The Tooke Report: Aspiring to Excellence
By Mary Avanis, SpR, North Central London School of Anaesthesia
The Tooke Report represents the findings of an inquiry led by Professor Sir John Tooke into Modernising Medical Careers (MMC) training for UK doctors. The former Secretary of State for Health Patricia Hewitt commissioned the report as a result of the concerns raised about MMC following the abandonment of the online Medical Training Application Service (MTAS) for selection into specialist training in Spring 2007.
The report strongly criticised the MMC and its implementation and proposed a new training system based on extensive consultation with medical professional bodies and practitioners. This would involve the creation of a new body, NHS:Medical Education England (NHS:MEE) which would act as the professional interface between policy development and implementation of matters relating to Postgraduate Medical Education and Training (PGMET).1 The interim report published 45 recommendations in October 2007 and was welcomed by the medical establishment. Out of the 39850 responses to the recommendations, 87% agreed or strongly agreed, 9% were neutral and only 4% disagreed or strongly disagreed. The final report of the Inquiry was published on 8 January 2008.

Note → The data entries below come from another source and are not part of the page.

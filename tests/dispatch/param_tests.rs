//! Parameter kind tests.
//!
//! Tests acceptance, conversion, display, and priority of each kind.

use keyline_dispatch::ParamKind;
use keyline_foundation::{ErrorKind, Value, ValueType};

// =============================================================================
// Scalars
// =============================================================================

#[test]
fn integer_accepts_only_digits() {
    let p = ParamKind::integer("n");
    assert!(p.accepts(&["42"], 0));
    assert!(!p.accepts(&["-1"], 0));
    assert!(!p.accepts(&["4.2"], 0));
    assert!(!p.accepts(&["four"], 0));
}

#[test]
fn integer_rejects_overflow() {
    let p = ParamKind::integer("n");
    assert!(!p.accepts(&["99999999999999999999"], 0));
}

#[test]
fn float_accepts_whole_and_decimal() {
    let p = ParamKind::float("f");
    assert!(p.accepts(&["3"], 0));
    assert!(p.accepts(&["3.25"], 0));
    assert!(!p.accepts(&[".5"], 0));
    assert!(!p.accepts(&["3."], 0));
    assert_eq!(p.consume(&["3"], 0).unwrap(), (Value::Float(3.0), 1));
}

#[test]
fn string_accepts_anything_present() {
    let p = ParamKind::string("s");
    assert!(p.accepts(&["anything"], 0));
    assert!(!p.accepts(&["anything"], 1));
}

#[test]
fn switch_is_exact_and_case_sensitive() {
    let p = ParamKind::switch("add");
    assert!(p.accepts(&["add"], 0));
    assert!(!p.accepts(&["Add"], 0));
    assert_eq!(p.consume(&["add"], 0).unwrap(), (Value::from("add"), 1));
}

#[test]
fn consume_reads_at_position() {
    let tokens = ["give", "sword", "5"];
    let (value, next) = ParamKind::integer("n").consume(&tokens, 2).unwrap();
    assert_eq!(value, Value::Int(5));
    assert_eq!(next, 3);
}

// =============================================================================
// Arrays
// =============================================================================

#[test]
fn array_terminates_at_end_word() {
    let p = ParamKind::array("until", ParamKind::integer("n"));
    let tokens = ["1", "2", "3", "until", "x"];
    assert!(p.accepts(&tokens, 0));

    let (value, next) = p.consume(&tokens, 0).unwrap();
    assert_eq!(value, Value::from(vec![1i64, 2, 3]));
    assert_eq!(next, 4);
}

#[test]
fn array_without_end_word_is_rejected() {
    let p = ParamKind::array("until", ParamKind::integer("n"));
    assert!(!p.accepts(&["1", "2", "3"], 0));
}

#[test]
fn array_rejects_bad_element() {
    let p = ParamKind::array("end", ParamKind::integer("n"));
    assert!(!p.accepts(&["1", "two", "end"], 0));
}

#[test]
fn empty_array() {
    let p = ParamKind::array("end", ParamKind::float("n"));
    let (value, next) = p.consume(&["end"], 0).unwrap();
    assert_eq!(value, Value::from(Vec::<i64>::new()));
    assert_eq!(next, 1);
}

#[test]
fn nested_arrays() {
    let p = ParamKind::array("done", ParamKind::array("end", ParamKind::integer("n")));
    let tokens = ["1", "2", "end", "3", "end", "done"];
    let (value, next) = p.consume(&tokens, 0).unwrap();
    assert_eq!(value.to_string(), "[[1 2] [3]]");
    assert_eq!(next, 6);
}

#[test]
fn consume_on_rejected_input_is_contract_violation() {
    let err = ParamKind::integer("n").consume(&["x"], 0).unwrap_err();
    assert!(matches!(err.kind, ErrorKind::ContractViolation { position: 0, .. }));
    assert!(err.is_internal());
}

// =============================================================================
// Describe, Display, Priority
// =============================================================================

#[test]
fn display_forms() {
    assert_eq!(ParamKind::integer("amount").to_string(), "<amount: int>");
    assert_eq!(ParamKind::string("who").to_string(), "<who: str>");
    assert_eq!(ParamKind::switch("add").to_string(), "add");
    assert_eq!(
        ParamKind::array("end", ParamKind::float("n")).to_string(),
        "<n: float>... end"
    );
}

#[test]
fn equality_ignores_names() {
    assert_eq!(ParamKind::integer("a"), ParamKind::integer("b"));
    assert_ne!(ParamKind::integer("a"), ParamKind::float("a"));
    assert_ne!(ParamKind::switch("x"), ParamKind::switch("y"));
}

#[test]
fn priority_order() {
    let ordered = [
        ParamKind::string("s"),
        ParamKind::float("f"),
        ParamKind::integer("i"),
        ParamKind::switch("k"),
        ParamKind::array("end", ParamKind::string("s")),
    ];
    for pair in ordered.windows(2) {
        assert!(pair[0].priority() < pair[1].priority(), "{} < {}", pair[0], pair[1]);
    }
}

#[test]
fn value_types() {
    assert_eq!(ParamKind::switch("k").value_type(), ValueType::String);
    assert_eq!(
        ParamKind::array("end", ParamKind::integer("n")).value_type(),
        ValueType::list(ValueType::Int)
    );
}
//! Overload resolution.
//!
//! Matches a token sequence against every overload registered under its
//! keyword. Each overload is tracked as an independent candidate with its
//! own cursor and collected values; candidates advance one declared
//! parameter at a time and drop out as soon as their next parameter rejects
//! the input. Survivors that consumed the input exactly are then ranked by
//! the priority of the first parameter where their signatures differ.

use std::cmp::Ordering;
use std::sync::Arc;

use keyline_foundation::{Error, Result, Value};

use crate::command::CommandDescriptor;
use crate::param::ParamKind;
use crate::registry::CommandRegistry;

/// A token sequence resolved to a single overload.
#[derive(Clone, Debug)]
pub struct Resolution {
    /// The winning overload
    pub descriptor: Arc<CommandDescriptor>,
    /// Converted arguments, one per declared parameter
    pub args: Vec<Value>,
}

impl Resolution {
    /// Runs the winning overload's action with the converted arguments.
    pub fn invoke(&self) {
        self.descriptor.invoke(&self.args);
    }

    /// Signature of the winning overload.
    #[must_use]
    pub fn signature(&self) -> String {
        self.descriptor.signature()
    }
}

/// Per-overload match state, private to one resolution.
struct Candidate {
    descriptor: Arc<CommandDescriptor>,
    next_param: usize,
    cursor: usize,
    values: Vec<Value>,
}

impl Candidate {
    fn new(descriptor: Arc<CommandDescriptor>) -> Self {
        let capacity = descriptor.arity();
        Self {
            descriptor,
            next_param: 0,
            // Token 0 is the keyword
            cursor: 1,
            values: Vec::with_capacity(capacity),
        }
    }

    fn is_complete(&self) -> bool {
        self.next_param == self.descriptor.arity()
    }

    /// Matches the next declared parameter.
    ///
    /// Returns `Ok(false)` when the candidate is no longer viable. A
    /// candidate with every parameter matched stays viable only while the
    /// input is exhausted.
    fn step<S: AsRef<str>>(&mut self, tokens: &[S]) -> Result<bool> {
        let Some(param) = self.descriptor.params().get(self.next_param) else {
            return Ok(self.cursor == tokens.len());
        };
        if !param.accepts(tokens, self.cursor) {
            return Ok(false);
        }

        let (value, next) = param.consume(tokens, self.cursor)?;
        self.values.push(value);
        self.cursor = next;
        self.next_param += 1;
        Ok(true)
    }
}

/// Resolves token sequences against a command registry.
pub struct Matcher;

impl Matcher {
    /// Resolves `tokens` to exactly one registered overload without
    /// invoking it.
    ///
    /// # Errors
    ///
    /// - `EmptyInput` if `tokens` is empty
    /// - `CommandNotFound` if no overload shares the keyword
    /// - `NoViableOverload` if every overload is eliminated
    /// - `AmbiguousCommand` if several overloads match with no priority winner
    /// - `ContractViolation` if a parameter fails to convert tokens it accepted
    pub fn resolve<S: AsRef<str>>(registry: &CommandRegistry, tokens: &[S]) -> Result<Resolution> {
        let keyword = tokens.first().ok_or_else(Error::empty_input)?.as_ref();

        let overloads = registry.lookup(keyword);
        if overloads.is_empty() {
            log::debug!("no command registered for `{keyword}`");
            return Err(Error::command_not_found(keyword));
        }
        log::debug!(
            "matching `{keyword}` ({} token(s)) against {} overload(s)",
            tokens.len(),
            overloads.len()
        );

        let mut candidates: Vec<Candidate> = overloads.into_iter().map(Candidate::new).collect();
        let mut furthest = 1;

        while candidates.iter().any(|c| !c.is_complete()) {
            candidates = Self::advance(candidates, tokens, &mut furthest)?;
        }
        candidates.retain(|c| {
            let exhausted = c.cursor == tokens.len();
            if !exhausted {
                log::trace!(
                    "eliminated `{}`: {} token(s) left over",
                    c.descriptor,
                    tokens.len() - c.cursor
                );
            }
            exhausted
        });

        let winner = match candidates.len() {
            0 => {
                log::debug!("no overload of `{keyword}` survived (furthest token {furthest})");
                return Err(Error::no_viable_overload(keyword, furthest));
            }
            1 => candidates.swap_remove(0),
            _ => Self::break_tie(keyword, candidates)?,
        };

        log::debug!("resolved to `{}`", winner.descriptor);
        Ok(Resolution {
            descriptor: winner.descriptor,
            args: winner.values,
        })
    }

    /// Advances every candidate by one parameter, keeping the viable ones.
    fn advance<S: AsRef<str>>(
        candidates: Vec<Candidate>,
        tokens: &[S],
        furthest: &mut usize,
    ) -> Result<Vec<Candidate>> {
        let mut survivors = Vec::with_capacity(candidates.len());
        for mut candidate in candidates {
            if candidate.step(tokens)? {
                *furthest = (*furthest).max(candidate.cursor);
                survivors.push(candidate);
            } else {
                log::trace!(
                    "eliminated `{}` at token {}",
                    candidate.descriptor,
                    candidate.cursor
                );
            }
        }
        Ok(survivors)
    }

    /// Picks the candidate that outranks every other one.
    fn break_tie(keyword: &str, candidates: Vec<Candidate>) -> Result<Candidate> {
        let outranks = |a: &Candidate, b: &Candidate| {
            Self::compare_signatures(a.descriptor.params(), b.descriptor.params())
                == Ordering::Greater
        };

        let winner = candidates.iter().position(|a| {
            candidates
                .iter()
                .filter(|b| !std::ptr::eq(*b, a))
                .all(|b| outranks(a, b))
        });
        if let Some(index) = winner {
            let mut candidates = candidates;
            return Ok(candidates.swap_remove(index));
        }

        let undominated: Vec<String> = candidates
            .iter()
            .filter(|a| !candidates.iter().any(|b| outranks(b, a)))
            .map(|c| c.descriptor.signature())
            .collect();
        let signatures = if undominated.is_empty() {
            candidates.iter().map(|c| c.descriptor.signature()).collect()
        } else {
            undominated
        };

        log::debug!("`{keyword}` is ambiguous between {} overload(s)", signatures.len());
        Err(Error::ambiguous(keyword, signatures))
    }

    /// Compares two signatures by the priority of their first differing
    /// parameter. Identical signatures compare equal.
    #[must_use]
    pub fn compare_signatures(a: &[ParamKind], b: &[ParamKind]) -> Ordering {
        a.iter()
            .zip(b)
            .find(|(pa, pb)| pa != pb)
            .map_or(Ordering::Equal, |(pa, pb)| pa.priority().cmp(&pb.priority()))
    }
}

The Department of Health immediately agreed to half of the final 47 recommendations to reform postgraduate training, however remained vague regarding the timescale for implementation of these reforms. This response was deemed inadequate by many UK medical professions.
The areas of concern arising from MMC included:
- Professional engagement
- Workforce analysis
- Education and selection
- Training commissioning and management
- Service implications.
Key Issues identified and recommendations made (1)
Unclear policy objective of postgraduate medical training. No consensus on the educational principles guiding postgraduate medical training. No robust mechanisms for creating such consensus.
The underlying principles of PGMET should be clear and redefined based on available evidence with an emphasis on ‘broad based beginnings’, flexibility and aspiration to excellence
No consensus on the role of doctors at various career stages
Medical education at every stage of doctors’ careers should be focused on outcome and their role clearly defined
Weak DH policy development, implementation, and governance and poor inter- and
intra-departmental links adversely affected the planned reform of postgraduate training
The DH policy development and guidance needs to be enhanced including clear medical education leadership, better relations between departments as well as between health and education sectors
Medical workforce planning does not align with other aspects of health policy. There is no strategy regarding the potential massive increase in trainee numbers. Planning capacity is limited and training commissioning budgets are vulnerable.
Workforce policy objectives should be integrated with training and service objectives. Medical workforce advisory machinery should be revised and enhanced. Workforce planning and medical education commissioning should be subject to external scrutiny. Policies with respect to the current bulge in trainees should be urgently resolved.
The medical profession’s effective involvement in training policy-making has been weak.
The profession must develop strategies to provide coherent advice on issues of major importance to medicine and people’s health
Postgraduate training management is hindered by unclear principles, a weak contractual base, lack of cohesion, a fragmented structure and deficient relationships with academia and service.
The postgraduate training structure and funding means need to be reviewed.
Medical education regulation involves both the General Medical Council (GMC) and Postgraduate Medical Education and Training Board (PMETB), creating diseconomies in terms of both finance and expertise.
PMETB should be merged within GMC to facilitate the continuum of medical education
The postgraduate training structure proposed by MMC is unlikely to encourage or reward striving for excellence, offer appropriate flexibility, or meet needs of particular groups (eg academics). It risks creating another ‘lost tribe’.
The structure of postgraduate training should become broad-based for further specialist education, promoting felximility and excellence and valuing experience.